The inactivation efficacy of plasma‐activated acetic acid against Salmonella Typhimurium cells and biofilm

Aim This study aimed to examine the inactivation efficacy of plasma-activated acetic acid (PAAA) against Salmonella Typhimurium cells and biofilm and elucidate underlying chemical inactivation pathway. Methods and Results PAAA was prepared by discharging plasma to 20 ml of 0.2% (v/v) acetic acid (AA) for 20 min (2.2 kHz and 8.4 kVpp). The count of cells and biofilms decreased by 5.71 log CFU ml(-1) and 4 log CFU/cm(2) after 10 min of treatment with 0.2% PAAA and 0.4% PAAA compared with control group (without any treatment), respectively.

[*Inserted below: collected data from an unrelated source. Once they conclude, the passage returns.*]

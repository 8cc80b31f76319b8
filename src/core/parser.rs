//! Stage 1: raw text to structured claims.
//!
//! The remote strategy asks the language model to segment and annotate the
//! text. The heuristic strategy segments on sentence boundaries and reads the
//! annotations off fixed regex families. The heuristic always answers, so
//! parsing only fails when the text holds nothing claim-like.

use std::collections::BTreeSet;
use std::sync::{Arc, LazyLock};
use std::time::Duration;

use anyhow::{Context, Result};
use async_trait::async_trait;
use chrono::{Datelike, Utc};
use regex::Regex;
use serde::Deserialize;
use tracing::{debug, instrument};

use crate::adapters::{extract_json, CompletionRequest, LanguageModel};
use crate::domain::{
    CausalStructure, CertaintyLanguage, Geography, Quantifier, StructuredClaim, Timeframe,
    TimeframeKind,
};

use super::fallback::{within_timeout, Strategy};
use super::lexicon;

/// Minimum words for a sentence to be treated as a claim
const MIN_CLAIM_WORDS: usize = 3;

static SENTENCE: LazyLock<Regex> = LazyLock::new(|| Regex::new(r"[^.!?\n]+[.!?]*").unwrap());

/// A claim extraction strategy
#[async_trait]
pub trait ClaimExtractor: Send + Sync {
    fn name(&self) -> &str;

    async fn extract(&self, text: &str) -> Result<Vec<StructuredClaim>>;
}

/// Deterministic, offline claim extraction
#[derive(Debug, Clone, Default)]
pub struct HeuristicClaimExtractor;

impl HeuristicClaimExtractor {
    pub fn new() -> Self {
        Self
    }

    /// Split text into claim sentences and annotate each
    pub fn extract_claims(&self, text: &str) -> Vec<StructuredClaim> {
        SENTENCE
            .find_iter(text)
            .map(|m| m.as_str().trim())
            .filter(|s| !s.ends_with('?'))
            .filter(|s| s.split_whitespace().count() >= MIN_CLAIM_WORDS)
            .enumerate()
            .map(|(i, sentence)| annotate(format!("claim-{}", i + 1), sentence))
            .collect()
    }
}

#[async_trait]
impl ClaimExtractor for HeuristicClaimExtractor {
    fn name(&self) -> &str {
        "heuristic"
    }

    async fn extract(&self, text: &str) -> Result<Vec<StructuredClaim>> {
        Ok(self.extract_claims(text))
    }
}

/// Build a structured claim from one sentence
pub fn annotate(id: String, sentence: &str) -> StructuredClaim {
    let text = sentence.trim().to_string();
    let body = text.trim_end_matches(|c: char| c == '.' || c == '!');

    let (subject, predicate) = match lexicon::VERB.find(body) {
        Some(m) if m.start() > 0 => (
            body[..m.start()].trim().to_string(),
            body[m.start()..].trim().to_string(),
        ),
        _ => (String::new(), body.to_string()),
    };

    let mut markers = lexicon::literal_matches(&lexicon::DEFINITE, &text);
    let probable = lexicon::literal_matches(&lexicon::PROBABLE, &text);
    let hedged = lexicon::literal_matches(&lexicon::HEDGED, &text);
    let certainty_language = if !markers.is_empty() {
        CertaintyLanguage::Definite
    } else if !probable.is_empty() {
        CertaintyLanguage::Probable
    } else if !hedged.is_empty() {
        CertaintyLanguage::Hedged
    } else {
        CertaintyLanguage::Neutral
    };
    markers.extend(probable);
    markers.extend(hedged);

    StructuredClaim {
        id,
        subject,
        predicate,
        timeframe: detect_timeframe(&text),
        geography: detect_geography(&text),
        causal_structure: detect_causal_structure(&text),
        quantifiers: detect_quantifiers(&text),
        certainty_language,
        certainty_markers: markers,
        text,
    }
}

fn detect_timeframe(text: &str) -> Timeframe {
    if let Some(caps) = lexicon::YEAR.captures(text) {
        let phrase = caps.get(0).map(|m| m.as_str()).unwrap_or_default();
        let year: i32 = caps
            .get(1)
            .and_then(|m| m.as_str().parse().ok())
            .unwrap_or_default();
        let current = Utc::now().year();
        let kind = match year.cmp(&current) {
            std::cmp::Ordering::Greater => TimeframeKind::Future,
            std::cmp::Ordering::Less => TimeframeKind::Past,
            std::cmp::Ordering::Equal => TimeframeKind::Present,
        };
        return Timeframe::new(kind).with_explicit(phrase);
    }

    for (pattern, kind) in [
        (&lexicon::FUTURE, TimeframeKind::Future),
        (&lexicon::PAST, TimeframeKind::Past),
        (&lexicon::PRESENT, TimeframeKind::Present),
    ] {
        if let Some(m) = pattern.find(text) {
            return Timeframe::new(kind).with_explicit(m.as_str());
        }
    }

    Timeframe::default()
}

fn detect_geography(text: &str) -> Geography {
    // Widest scope mentioned wins
    if lexicon::GLOBAL.is_match(text) {
        Geography::Global
    } else if lexicon::REGIONAL.is_match(text) {
        Geography::Regional
    } else if lexicon::NATIONAL.is_match(text) {
        Geography::National
    } else if lexicon::LOCAL.is_match(text) {
        Geography::Local
    } else {
        Geography::Unspecified
    }
}

fn detect_causal_structure(text: &str) -> CausalStructure {
    if lexicon::CAUSAL.is_match(text) {
        CausalStructure::Causal
    } else if lexicon::CORRELATIONAL_CLAIM.is_match(text) {
        CausalStructure::Correlational
    } else if lexicon::VERB.is_match(text) {
        CausalStructure::Descriptive
    } else {
        CausalStructure::Unclear
    }
}

fn detect_quantifiers(text: &str) -> BTreeSet<Quantifier> {
    let mut found: BTreeSet<Quantifier> = [
        (&lexicon::UNIVERSAL, Quantifier::Universal),
        (&lexicon::MAJORITY, Quantifier::Majority),
        (&lexicon::MINORITY, Quantifier::Minority),
        (&lexicon::EXISTENTIAL, Quantifier::Existential),
        (&lexicon::VAGUE, Quantifier::Vague),
        (&lexicon::PRECISE, Quantifier::Precise),
    ]
    .into_iter()
    .filter(|(pattern, _)| pattern.is_match(text))
    .map(|(_, quantifier)| quantifier)
    .collect();

    if found.is_empty() {
        found.insert(Quantifier::None);
    }
    found
}

/// Claim shape the language model is asked to return
#[derive(Debug, Deserialize)]
struct RemoteClaims {
    claims: Vec<RemoteClaim>,
}

#[derive(Debug, Deserialize)]
struct RemoteClaim {
    text: String,
    #[serde(default)]
    subject: String,
    #[serde(default)]
    predicate: String,
    #[serde(default)]
    timeframe: Timeframe,
    #[serde(default)]
    geography: Geography,
    #[serde(default)]
    causal_structure: CausalStructure,
    #[serde(default)]
    quantifiers: BTreeSet<Quantifier>,
    #[serde(default)]
    certainty_language: CertaintyLanguage,
    #[serde(default)]
    certainty_markers: Vec<String>,
}

const PARSE_INSTRUCTIONS: &str = "You split content into atomic factual claims. \
Respond with JSON only: {\"claims\": [{\"text\", \"subject\", \"predicate\", \
\"timeframe\": {\"kind\": past|present|future|unspecified, \"explicit\"}, \
\"geography\": global|regional|national|local|unspecified, \
\"causal_structure\": causal|correlational|descriptive|unclear, \
\"quantifiers\": [universal|existential|majority|minority|vague|precise|none], \
\"certainty_language\": definite|probable|hedged|neutral, \
\"certainty_markers\": [literal words]}]}";

/// Claim extraction delegated to the language model
pub struct RemoteClaimExtractor {
    model: Arc<dyn LanguageModel>,
}

impl RemoteClaimExtractor {
    pub fn new(model: Arc<dyn LanguageModel>) -> Self {
        Self { model }
    }
}

#[async_trait]
impl ClaimExtractor for RemoteClaimExtractor {
    fn name(&self) -> &str {
        "remote"
    }

    async fn extract(&self, text: &str) -> Result<Vec<StructuredClaim>> {
        let raw = self
            .model
            .complete(&CompletionRequest::new(PARSE_INSTRUCTIONS, text))
            .await?;
        parse_remote_claims(&raw)
    }
}

fn parse_remote_claims(raw: &str) -> Result<Vec<StructuredClaim>> {
    let json = extract_json(raw).context("Claim parser answer contained no JSON")?;
    let parsed: RemoteClaims =
        serde_json::from_str(json).context("Claim parser answer did not match schema")?;

    if parsed.claims.is_empty() {
        anyhow::bail!("Claim parser returned no claims");
    }

    parsed
        .claims
        .into_iter()
        .enumerate()
        .map(|(i, c)| {
            if c.text.trim().is_empty() {
                anyhow::bail!("Claim parser returned an empty claim at position {}", i);
            }
            let predicate = if c.predicate.is_empty() {
                c.text.clone()
            } else {
                c.predicate
            };
            let mut quantifiers = c.quantifiers;
            if quantifiers.is_empty() {
                quantifiers.insert(Quantifier::None);
            }
            Ok(StructuredClaim {
                id: format!("claim-{}", i + 1),
                text: c.text.trim().to_string(),
                subject: c.subject,
                predicate,
                timeframe: c.timeframe,
                geography: c.geography,
                causal_structure: c.causal_structure,
                quantifiers,
                certainty_language: c.certainty_language,
                certainty_markers: c.certainty_markers,
            })
        })
        .collect()
}

/// Result of stage 1
#[derive(Debug, Clone)]
pub struct ParseOutcome {
    pub claims: Vec<StructuredClaim>,
    pub strategy: Strategy,
}

/// Stage 1 driver: remote strategy under a timeout, heuristic otherwise
pub struct ClaimParser {
    remote: Option<Arc<dyn ClaimExtractor>>,
    heuristic: HeuristicClaimExtractor,
    timeout: Duration,
}

impl ClaimParser {
    /// Parser that never leaves the process
    pub fn heuristic() -> Self {
        Self {
            remote: None,
            heuristic: HeuristicClaimExtractor::new(),
            timeout: Duration::from_secs(0),
        }
    }

    pub fn with_remote(remote: Arc<dyn ClaimExtractor>, timeout: Duration) -> Self {
        Self {
            remote: Some(remote),
            heuristic: HeuristicClaimExtractor::new(),
            timeout,
        }
    }

    #[instrument(skip(self, text), fields(bytes = text.len()))]
    pub async fn parse(&self, text: &str) -> ParseOutcome {
        if let Some(ref remote) = self.remote {
            if let Some(claims) = within_timeout(remote.name(), self.timeout, remote.extract(text)).await {
                debug!(count = claims.len(), "Claims parsed remotely");
                return ParseOutcome {
                    claims,
                    strategy: Strategy::Remote,
                };
            }
        }

        let claims = self.heuristic.extract_claims(text);
        debug!(count = claims.len(), "Claims parsed heuristically");
        ParseOutcome {
            claims,
            strategy: Strategy::Heuristic,
        }
    }
}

In 0.2% PAAA, the concentrations of hydrogen peroxide (H2O2) and nitrate anions were directly proportional to the plasma discharge time, whilst nitrite anion (NO2-) was not detected. However, the pH values of both 0.2% PAAA and plasma-activated water were inversely proportional to the plasma discharge time. Treatment with catalase, L-histidine, D-mannitol and sodium azide inhibited the antibacterial activity of PAAA. Conclusion H2O2, singlet oxygen, hydroxyl radical and NO2- are involved in the generation and decomposition of peroxynitrous acid generated from PAAA functioned as intermediate agent, which could diffuse through cell membranes of bacteria and induce cell injury. Significance and Impact of Study This study provides the understanding of efficacy and selectivity of PAAA which could be a novel decontamination agent.